Easy! Easy! How to copy a table from a PDF into Word… for beginners

So the source document for your translation is a PDF – and it contains some complex tables! You just want to copy and paste them directly into your Word document so you can overtype the text with your translation… Right?

Well, if you have the professional version of Adobe Acrobat, then you’re in luck [1]. But if you only have the free reader, like most people, then you are going to have to use your wits if want to avoid retyping all the data…

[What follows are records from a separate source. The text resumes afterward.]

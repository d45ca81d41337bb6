//! Defines helper macros for generating domain port error enums.
//!
//! Each variant names the [`ErrorCode`](crate::domain::ErrorCode) it maps to
//! so services can propagate adapter failures with `?`.

macro_rules! define_port_error {
    (@ctor $variant:ident) => {
        ::paste::paste! {
            pub fn [<$variant:snake>]() -> Self {
                Self::$variant
            }
        }
    };

    (@ctor $variant:ident { $($field:ident : $ty:ty),* $(,)? }) => {
        define_port_error!(@ctor_impl $variant () () $( $field : $ty, )*);
    };

    (@ctor_impl $variant:ident ($($params:tt)*) ($($inits:tt)*) ) => {
        ::paste::paste! {
            pub fn [<$variant:snake>]($($params)*) -> Self {
                Self::$variant { $($inits)* }
            }
        }
    };

    (@ctor_impl $variant:ident ($($params:tt)*) ($($inits:tt)*) $field:ident : $ty:ty, $($rest:tt)*) => {
        define_port_error!(
            @ctor_impl
            $variant
            ($($params)* $field: impl Into<$ty>,)
            ($($inits)* $field: $field.into(),)
            $($rest)*
        );
    };
    (
        $(#[$outer:meta])*
        pub enum $name:ident {
            $(
                $(#[$variant_meta:meta])*
                $variant:ident $( { $($field:ident : $ty:ty),* $(,)? } )? => $code:ident, $message:expr
            ),* $(,)?
        }
    ) => {
        $(#[$outer])*
        #[derive(Debug, Clone, PartialEq, Eq, thiserror::Error)]
        pub enum $name {
            $(
                $(#[$variant_meta])*
                #[error($message)]
                $variant $( { $($field : $ty),* } )?,
            )*
        }

        impl $name {
            $(
                define_port_error!(@ctor $variant $( { $($field : $ty),* } )?);
            )*

            /// Error code this failure surfaces as.
            pub fn code(&self) -> $crate::domain::ErrorCode {
                match self {
                    $(
                        Self::$variant $( { $($field: _),* } )? => $crate::domain::ErrorCode::$code,
                    )*
                }
            }
        }

        impl From<$name> for $crate::domain::Error {
            fn from(err: $name) -> Self {
                $crate::domain::Error::new(err.code(), err.to_string())
            }
        }
    };
}

pub(crate) use define_port_error;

The skills needed to pull the data out of a complex table in a PDF and make it spring back to life in a Word document are actually very basic. What can look like a complex task can be done with a few simple tricks.

Here we break down the problem into a series of really simple steps. While each step seems to throw up yet another problem to be solved, each fix only ever requires really simple skills like Copy & Paste, Find & Replace… If you have mastered these simple skills, you don’t have to remember any correct “sequence” to do the job – just solve each little problem step by step until you have achieved your goal!

1 Copy the table in the PDF, and paste the data into Word

Select all the text of the table, copy it and paste it directly into Word. The result may not be a pretty sight!

Most of the formatting in the table will be lost – you’ll just have plain data.

It will look a terrible mess as the columns will have disappeared! In the example above, the words in each of the column headings appear to be muddled up. Rather than wrapping within each cell, the words on each line run into the words of the next column.

But don’t worry about it! It’s easy to fix…

It’s not such a big problem to untangle this apparent mess.

2 Click the Show/Hide button

Make sure you have the formatting marks visible so you can see what is going on, and how the data in the table is structured.

The columns of data are clearly separated by spaces. We can use these spaces to reconstruct the columns. But the words in the column headings are also separated by spaces. Sometimes these spaces show where the columns are supposed to be and sometimes they are just ordinary “spaces between words”. Figuring out which is which is the only part of this job which requires a little human intelligence. This is your job!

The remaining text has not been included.